Generating an Upload URL
To allow a client to upload a file directly to storage, generate a signed URL with stow.ClientMethodPut scope. You should include a ContentMD5 hash to ensure data integrity during the upload.
import (
"context"
"encoding/base64"
"time"
"github.com/flyteorg/flyte/v2/flytestdlib/storage"
"github.com/flyteorg/stow"
)
func GetUploadURL(ctx context.Context, store *storage.DataStore, path storage.DataReference, md5Sum []byte) (string, map[string]string, error) {
expiresIn := 1 * time.Hour
props := storage.SignedURLProperties{
Scope: stow.ClientMethodPut,
ExpiresIn: expiresIn,
ContentMD5: base64.StdEncoding.EncodeToString(md5Sum),
AddContentMD5Metadata: true,
}
signedResp, err := store.CreateSignedURL(ctx, path, props)
if err != nil {
return "", nil, err
}
// The client must include signedResp.RequiredRequestHeaders in their PUT request
return signedResp.URL.String(), signedResp.RequiredRequestHeaders, nil
}
Generating a Download URL
To provide temporary access to a private object, generate a signed URL with stow.ClientMethodGet scope.
import (
"context"
"time"
"github.com/flyteorg/flyte/v2/flytestdlib/storage"
"github.com/flyteorg/stow"
)
func GetDownloadURL(ctx context.Context, store *storage.DataStore, path storage.DataReference) (string, error) {
props := storage.SignedURLProperties{
Scope: stow.ClientMethodGet,
ExpiresIn: 30 * time.Minute,
}
signedResp, err := store.CreateSignedURL(ctx, path, props)
if err != nil {
return "", err
}
return signedResp.URL.String(), nil
}
Handling Required Headers
When generating signed URLs, especially for uploads (PUT), some storage backends require specific headers to be present in the final request. These are returned in the RequiredRequestHeaders field of SignedURLResponse.
Common headers include:
Content-MD5: IfContentMD5was provided inSignedURLProperties.x-amz-content-sha256: Often required by AWS S3 for certain configurations.

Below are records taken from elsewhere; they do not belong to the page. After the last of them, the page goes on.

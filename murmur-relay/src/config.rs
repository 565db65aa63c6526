//! Relay settings and seed data.
//!
//! Both are plain JSON files. Missing keys fall back to defaults.

use std::fs;
use std::path::{Path, PathBuf};
use std::time::Duration;

use serde::{Deserialize, Serialize};
use thiserror::Error;
use uuid::Uuid;

use murmur_core::{Conversation, User, UserId};

use crate::coordinator::DEFAULT_MAX_CONTENT_LEN;
use crate::directory::{DirectoryError, InMemoryDirectory, UserDirectory};

pub const DEFAULT_CONFIG_PATH: &str = "murmur.json";

#[derive(Debug, Error)]
pub enum ConfigError {
    #[error("Failed to read {path}: {source}")]
    Io {
        path: PathBuf,
        source: std::io::Error,
    },
    #[error("Failed to parse {path}: {source}")]
    Json {
        path: PathBuf,
        source: serde_json::Error,
    },
    #[error("Invalid seed data: {0}")]
    Directory(#[from] DirectoryError),
}

/// Relay server configuration.
#[derive(Debug, Clone, PartialEq, Eq, Serialize, Deserialize)]
#[serde(default)]
pub struct RelayConfig {
    /// Address to bind to
    pub bind_addr: String,
    /// Outbound queue capacity per connection
    pub outbox_capacity: usize,
    /// WebSocket ping interval in seconds
    pub heartbeat_interval_secs: u64,
    /// Maximum message length in characters
    pub max_content_len: usize,
    /// RocksDB directory (None = in-memory only)
    pub storage_path: Option<PathBuf>,
    /// Token lifetime in seconds (None = never expire)
    pub token_ttl_secs: Option<u64>,
}

impl Default for RelayConfig {
    fn default() -> Self {
        Self {
            bind_addr: "127.0.0.1:9090".to_string(),
            outbox_capacity: 256,
            heartbeat_interval_secs: 30,
            max_content_len: DEFAULT_MAX_CONTENT_LEN,
            storage_path: None,
            token_ttl_secs: None,
        }
    }
}

impl RelayConfig {
    pub fn heartbeat_interval(&self) -> Duration {
        Duration::from_secs(self.heartbeat_interval_secs.max(1))
    }

    pub fn token_ttl(&self) -> Option<Duration> {
        self.token_ttl_secs.map(Duration::from_secs)
    }

    /// Period of the expired-token sweep; `None` when tokens never expire.
    pub fn token_sweep_interval(&self) -> Option<Duration> {
        self.token_ttl().map(|ttl| ttl.max(Duration::from_secs(1)))
    }

    /// Load from a JSON file. A missing file yields the defaults.
    pub fn load(path: impl AsRef<Path>) -> Result<Self, ConfigError> {
        let path = path.as_ref();
        if !path.exists() {
            log::info!("Config file {} not found; using defaults", path.display());
            return Ok(Self::default());
        }
        read_json(path)
    }
}

fn read_json<T: serde::de::DeserializeOwned>(path: &Path) -> Result<T, ConfigError> {
    let content = fs::read_to_string(path).map_err(|source| ConfigError::Io {
        path: path.to_path_buf(),
        source,
    })?;
    serde_json::from_str(&content).map_err(|source| ConfigError::Json {
        path: path.to_path_buf(),
        source,
    })
}

/// A user entry in the seed file.
#[derive(Debug, Clone, PartialEq, Eq, Serialize, Deserialize)]
pub struct SeedUser {
    /// Fixed id; generated when absent.
    #[serde(default)]
    pub id: Option<UserId>,
    pub email: String,
    pub display_name: String,
}

/// A conversation entry in the seed file. Participants are e-mails.
#[derive(Debug, Clone, PartialEq, Eq, Serialize, Deserialize)]
#[serde(tag = "kind", rename_all = "snake_case")]
pub enum SeedConversation {
    Direct {
        #[serde(default)]
        id: Option<Uuid>,
        participants: [String; 2],
    },
    Group {
        #[serde(default)]
        id: Option<Uuid>,
        name: String,
        participants: Vec<String>,
    },
}

/// Users and conversations loaded into the directory at startup.
#[derive(Debug, Clone, Default, PartialEq, Eq, Serialize, Deserialize)]
pub struct SeedFile {
    #[serde(default)]
    pub users: Vec<SeedUser>,
    #[serde(default)]
    pub conversations: Vec<SeedConversation>,
}

impl SeedFile {
    pub fn load(path: impl AsRef<Path>) -> Result<Self, ConfigError> {
        read_json(path.as_ref())
    }

    pub fn from_json(json: &str) -> Result<Self, serde_json::Error> {
        serde_json::from_str(json)
    }

    /// Register every user and conversation. Returns the seeded users.
    pub fn apply(&self, directory: &InMemoryDirectory) -> Result<Vec<User>, ConfigError> {
        let mut users = Vec::with_capacity(self.users.len());
        for seed in &self.users {
            let mut user = User::new(seed.email.clone(), seed.display_name.clone());
            if let Some(id) = seed.id {
                user.id = id;
            }
            directory.add_user(user.clone())?;
            users.push(user);
        }

        let resolve = |email: &String| -> Result<UserId, DirectoryError> {
            directory
                .find_by_email(email)
                .map(|u| u.id)
                .ok_or_else(|| DirectoryError::UnknownUser(email.clone()))
        };

        for seed in &self.conversations {
            let conversation = match seed {
                SeedConversation::Direct { id, participants } => {
                    let conversation =
                        Conversation::direct(resolve(&participants[0])?, resolve(&participants[1])?);
                    with_optional_id(conversation, *id)
                }
                SeedConversation::Group {
                    id,
                    name,
                    participants,
                } => {
                    let members = participants
                        .iter()
                        .map(&resolve)
                        .collect::<Result<Vec<_>, _>>()?;
                    with_optional_id(Conversation::group(name.clone(), members), *id)
                }
            };
            let conversation_id = directory.add_conversation(conversation)?;
            log::debug!("Seeded conversation {conversation_id}");
        }

        log::info!(
            "Seeded {} users and {} conversations",
            self.users.len(),
            self.conversations.len()
        );
        Ok(users)
    }
}

fn with_optional_id(conversation: Conversation, id: Option<Uuid>) -> Conversation {
    match id {
        Some(id) => conversation.with_id(id),
        None => conversation,
    }
}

If these headers are not included by the client making the request to the signed URL, the storage backend will reject the request.
Configuring External Access
In many deployments, Flyte services access storage via an internal endpoint (e.g., a VPC endpoint or a local Minio service), but clients need signed URLs that point to an external, publicly accessible endpoint.
Use SignedURLConfig to override the stow configuration specifically for URL generation:
storage:
type: s3
stow:
kind: s3
config:
endpoint: http://minio.flyte.svc.cluster.local:9000
region: us-east-1
signedUrl:
stowConfigOverride:
endpoint: https://s3.external-domain.com
In the code, this is represented by the SignedURLConfig struct:
// From flytestdlib/storage/config.go
type SignedURLConfig struct {
StowConfigOverride map[string]string `json:"stowConfigOverride,omitempty" pflag:"-,Configuration for stow backend."`
}
Troubleshooting and Limitations
Unsupported Backends
The CreateSignedURL method is implemented by the StowStore. Backends that do not support pre-signing (such as the Redis-based store) will return an error when this method is called.
MD5 Encoding
The ContentMD5 field in SignedURLProperties must be a Base64-encoded string of the 128-bit MD5 hash. Providing a hex-encoded string or raw bytes will cause signature mismatch errors in the cloud provider.
Metadata Persistence
If AddContentMD5Metadata is set to true, Flyte will attempt to store the MD5 hash as metadata on the object itself. This is useful for subsequent integrity checks using Head requests, which return StowMetadata containing the ContentMD5.